For a closer look at the relationship between age, ethnicity, and expenditures, compare how expenditures differ by ethnicity within each age cohort. If age is indeed the primary source of the observed variation in expenditures, then there should be little difference in expenditures between individuals in different ethnic groups but the same age cohort.
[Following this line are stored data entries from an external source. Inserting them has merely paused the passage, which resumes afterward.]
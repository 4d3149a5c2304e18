// filter.rs - Threshold filtering of raw aligner output

use crate::data::loaders::{load_hits, scaffold_lengths_for, ScaffoldLengths};
use crate::data::{HitLayout, HitRecord, RowPolicy, TableSchema};
use crate::error::{HgtError, Result};
use indicatif::{ProgressBar, ProgressStyle};
use rayon::prelude::*;
use std::path::{Path, PathBuf};

/// Default thresholds for full-layout (fungal) results; reduced-layout
/// results keep every hit unless thresholds are given
pub const DEFAULT_MIN_IDENTITY: f64 = 80.0;
pub const DEFAULT_MIN_LENGTH: u64 = 500;
pub const DEFAULT_MIN_SCAFFOLD_LENGTH: u64 = 20_000;

/// Per-hit acceptance thresholds
#[derive(Debug, Clone, PartialEq)]
pub struct HitFilter {
    pub min_identity: f64,
    pub min_length: u64,
    /// Minimum length of the query scaffold; only applied with scaffold lengths
    pub min_scaffold_length: Option<u64>,
}

impl Default for HitFilter {
    fn default() -> Self {
        Self {
            min_identity: DEFAULT_MIN_IDENTITY,
            min_length: DEFAULT_MIN_LENGTH,
            min_scaffold_length: None,
        }
    }
}

impl HitFilter {
    /// Keep every hit
    pub fn pass_all() -> Self {
        Self {
            min_identity: 0.0,
            min_length: 0,
            min_scaffold_length: None,
        }
    }

    /// Default thresholds for results in `layout`
    pub fn for_layout(layout: HitLayout) -> Self {
        match layout {
            HitLayout::Full => Self::default(),
            HitLayout::Reduced => Self::pass_all(),
        }
    }

    pub fn accepts(&self, hit: &HitRecord, scaffolds: Option<&ScaffoldLengths>) -> bool {
        if hit.percent_identity < self.min_identity || hit.alignment_length < self.min_length {
            return false;
        }
        match (self.min_scaffold_length, scaffolds) {
            (Some(min), Some(lengths)) => {
                lengths.get(&hit.query_id).copied().unwrap_or(0) >= min
            }
            _ => true,
        }
    }
}

/// Provenance tag of a result file: the part of its stem after `separator`,
/// or the whole stem. `Ath_VS_Fg1.blast` with `_VS_` gives `Fg1`.
pub fn genome_tag(path: &Path, separator: &str) -> String {
    let stem = path
        .file_stem()
        .map(|s| s.to_string_lossy().into_owned())
        .unwrap_or_default();
    if separator.is_empty() {
        return stem;
    }
    match stem.split_once(separator) {
        Some((_, genome)) => genome.to_string(),
        None => stem,
    }
}

/// Result files in `dir` with the given extension, sorted by name
pub fn list_result_files(dir: &Path, extension: &str) -> Result<Vec<PathBuf>> {
    let extension = extension.trim_start_matches('.');
    let entries = std::fs::read_dir(dir).map_err(|e| HgtError::io(dir, e))?;

    let mut files = Vec::new();
    for entry in entries {
        let path = entry.map_err(|e| HgtError::io(dir, e))?.path();
        if path.is_file() && path.extension().and_then(|s| s.to_str()) == Some(extension) {
            files.push(path);
        }
    }
    files.sort();
    Ok(files)
}

/// Everything needed to filter one directory of raw results
#[derive(Debug, Clone)]
pub struct FilterJob {
    pub input_dir: PathBuf,
    pub extension: String,
    pub schema: TableSchema,
    pub filter: HitFilter,
    pub fai_dir: Option<PathBuf>,
    pub genome_separator: String,
    pub policy: RowPolicy,
}

#[derive(Debug, Default)]
pub struct FilterReport {
    pub hits: Vec<HitRecord>,
    pub files: usize,
    pub empty_files: usize,
    pub raw_hits: usize,
    pub rejected_rows: usize,
}

struct FileOutcome {
    hits: Vec<HitRecord>,
    raw_hits: usize,
    rejected_rows: usize,
    empty: bool,
}

fn filter_file(path: &Path, job: &FilterJob) -> Result<FileOutcome> {
    let size = std::fs::metadata(path)
        .map_err(|e| HgtError::io(path, e))?
        .len();
    if size == 0 {
        return Ok(FileOutcome {
            hits: Vec::new(),
            raw_hits: 0,
            rejected_rows: 0,
            empty: true,
        });
    }

    let genome = genome_tag(path, &job.genome_separator);
    let loaded = load_hits(path, &job.schema, &genome, job.policy)?;

    let scaffolds = match (&job.fai_dir, job.filter.min_scaffold_length) {
        (Some(dir), Some(_)) => Some(scaffold_lengths_for(dir, &genome)?),
        _ => None,
    };

    let raw_hits = loaded.records.len();
    let hits = loaded
        .records
        .into_iter()
        .filter(|hit| job.filter.accepts(hit, scaffolds.as_ref()))
        .collect();

    Ok(FileOutcome {
        hits,
        raw_hits,
        rejected_rows: loaded.rejected,
        empty: false,
    })
}

/// Filter every result file of a directory in parallel.
///
/// Files are parsed independently and their surviving hits concatenated once,
/// in file name order. Any unreadable file aborts the run.
pub fn filter_directory(job: &FilterJob) -> Result<FilterReport> {
    let files = list_result_files(&job.input_dir, &job.extension)?;
    log::info!(
        "🔍 Filtering {} result files from {} (identity >= {}%, length >= {} bp{})",
        files.len(),
        job.input_dir.display(),
        job.filter.min_identity,
        job.filter.min_length,
        match (job.filter.min_scaffold_length, &job.fai_dir) {
            (Some(min), Some(_)) => format!(", scaffold >= {} bp", min),
            _ => String::new(),
        }
    );

    let pb = ProgressBar::new(files.len() as u64);
    pb.set_style(
        ProgressStyle::with_template(
            "[{elapsed_precise}] [{wide_bar:.cyan/blue}] {pos}/{len} ({percent}%) {msg}",
        )
        .unwrap_or_else(|_| ProgressStyle::default_bar()),
    );

    let outcomes = files
        .par_iter()
        .map(|path| {
            let outcome = filter_file(path, job);
            pb.inc(1);
            outcome
        })
        .collect::<Result<Vec<_>>>()?;
    pb.finish_and_clear();

    let mut report = FilterReport {
        files: files.len(),
        ..FilterReport::default()
    };
    let total_kept = outcomes.iter().map(|o| o.hits.len()).sum();
    report.hits.reserve_exact(total_kept);
    for outcome in outcomes {
        report.raw_hits += outcome.raw_hits;
        report.rejected_rows += outcome.rejected_rows;
        if outcome.empty {
            report.empty_files += 1;
        }
        report.hits.extend(outcome.hits);
    }

    log::info!(
        "📊 {} of {} hits kept ({} empty files, {} malformed rows)",
        report.hits.len(),
        report.raw_hits,
        report.empty_files,
        report.rejected_rows
    );
    Ok(report)
}
// main.rs - CLI entry point

use hgtscan::cli::Config;
use hgtscan::error::{HgtError, Result};
use hgtscan::pipeline;
use hgtscan::prelude::*;

fn main() {
    if let Err(e) = run_main() {
        eprintln!("❌ ERROR: {}", e);
        std::process::exit(1);
    }
}

fn init_logging(verbose: u8) {
    let level = match verbose {
        0 => log::LevelFilter::Warn,
        1 => log::LevelFilter::Info,
        _ => log::LevelFilter::Debug,
    };
    env_logger::Builder::new()
        .filter_level(level)
        .format_target(false)
        .init();
}

fn run_main() -> Result<()> {
    let args: Args = argh::from_env();
    let command_line = std::env::args().collect::<Vec<String>>().join(" ");

    // Handle generate config first
    if args.generate_config {
        let sample_config = Config::generate_sample();
        println!("{}", sample_config);
        println!("\n💡 Save this content to a .toml file and use --config /path/to/config.toml");
        return Ok(());
    }

    // Load configuration file if specified
    let config_path = args.config.clone();
    let merged = match &config_path {
        Some(path) => args.with_config_file(path)?,
        None => args.without_config(),
    };

    init_logging(merged.args.verbose);
    log::info!("🚀 {}", hgtscan::get_info());
    if let Some(path) = &config_path {
        log::info!("📄 Loaded configuration from: {}", path);
    }

    match validate_args(&merged)? {
        ValidationResult::Filter(settings) => {
            configure_threads(settings.threads)?;
            pipeline::run_filter(&settings, &command_line)?;
        }
        ValidationResult::Select(settings) => {
            let selected = pipeline::run_select(&settings)?;
            let total: usize = selected.iter().map(|s| s.records).sum();
            log::info!(
                "✅ {} sequences selected into {} files under {}",
                total,
                selected.len(),
                settings.output_dir.display()
            );
        }
        ValidationResult::Compare(settings) => {
            pipeline::run_compare(&settings, &command_line)?;
        }
        ValidationResult::Extract(settings) => {
            pipeline::run_extract(&settings)?;
        }
        ValidationResult::Housekeeping(settings) => {
            pipeline::run_housekeeping(&settings)?;
        }
    }
    Ok(())
}

/// Configure the global thread pool used by the filter stage
fn configure_threads(threads: Option<usize>) -> Result<()> {
    if let Some(n) = threads {
        rayon::ThreadPoolBuilder::new()
            .num_threads(n)
            .build_global()
            .map_err(|e| HgtError::InvalidArgument(format!("Failed to configure thread pool: {}", e)))?;
        log::info!("🧵 Threads: {}", n);
    } else {
        log::info!("🧵 Threads: {} (auto-detected)", rayon::current_num_threads());
    }
    Ok(())
}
One way to visualize that is to make a box plot of expenditures by ethnicity separately for each of the age cohorts:

gf_boxplot(expenditures ~ ethnicity | age.cohort, data=dds_h_or_w)
Image in a Jupyter notebook

We can also compare the mean expenditures of Hispanic and White not Hispanic groups within each age cohort:

dds_h_or_w |> group_by(age.cohort, ethnicity) |> summarize(mean = mean(expenditures), .groups="keep")
age.cohort ethnicity mean 1 0-5 Hispanic 1393.205 2 0-5 White not Hispanic 1366.900 3 6-12 Hispanic 2312.187 4 6-12 White not Hispanic 2052.261 5 13-17 Hispanic 3955.282 6 13-17 White not Hispanic 3904.358 7 18-21 Hispanic 9959.846 8 18-21 White not Hispanic 10133.058 9 22-50 Hispanic 40924.116 10 22-50 White not Hispanic 40187.624 11 51+ Hispanic 55585.000 12 51+ White not Hispanic 52670.424

We can see that when we split the data into separate age cohorts, there is very little difference between the expenditures variable between the two ethnic groups. In fact, in both the 22-50 and 51+ cohorts, the expenditures in the Hispanics group seem to be slightly higher than those in the White not Hispanic group.

It follows that there does not seem to be evidence of ethnic discrimination. Although the average annual expenditures is lower for Hispanics than for White non-Hispanics, this is due to the difference in age distributions between the two ethnic groups. The population of Hispanic consumers is relatively young compared to the population of White non-Hispanic consumers, and the amount of expenditures for younger consumers tends to be lower than for older consumers. When individuals of similar ages are compared, there are not large differences in the average amount of financial support provided to a Hispanic consumer versus a White non-Hispanic consumer.

Simpson's paradox

Identifying confounding variables is essential for understanding data. Confounders are often context-specific; for example, age is not necessarily a confounder for the relationship between ethnicity and expenditures in a different population. Additionally, it is rarely immediately obvious which variables in a dataset are confounders; looking for confounding variables is an integral part of exploring a dataset.

These data represent an extreme example of confounding known as Simpson's paradox, in which an association observed in several groups may disappear or reverse direction once the groups are combined. In other words, an association between two variables X and Y may disappear or reverse direction once data are partitioned into subpopulations based on a third variable Z, the confounding variable.

Mean expenditures is higher for Hispanics than White non-Hispanics in all age cohorts except one. Yet, once all the data are aggregated, the average expenditures for White non-Hispanics is over twice as large as the average for Hispanics. This paradox can be explored from a mathematical perspective by using weighted averages, where the average expenditure for each cohort is weighted by the proportion of the population in that cohort.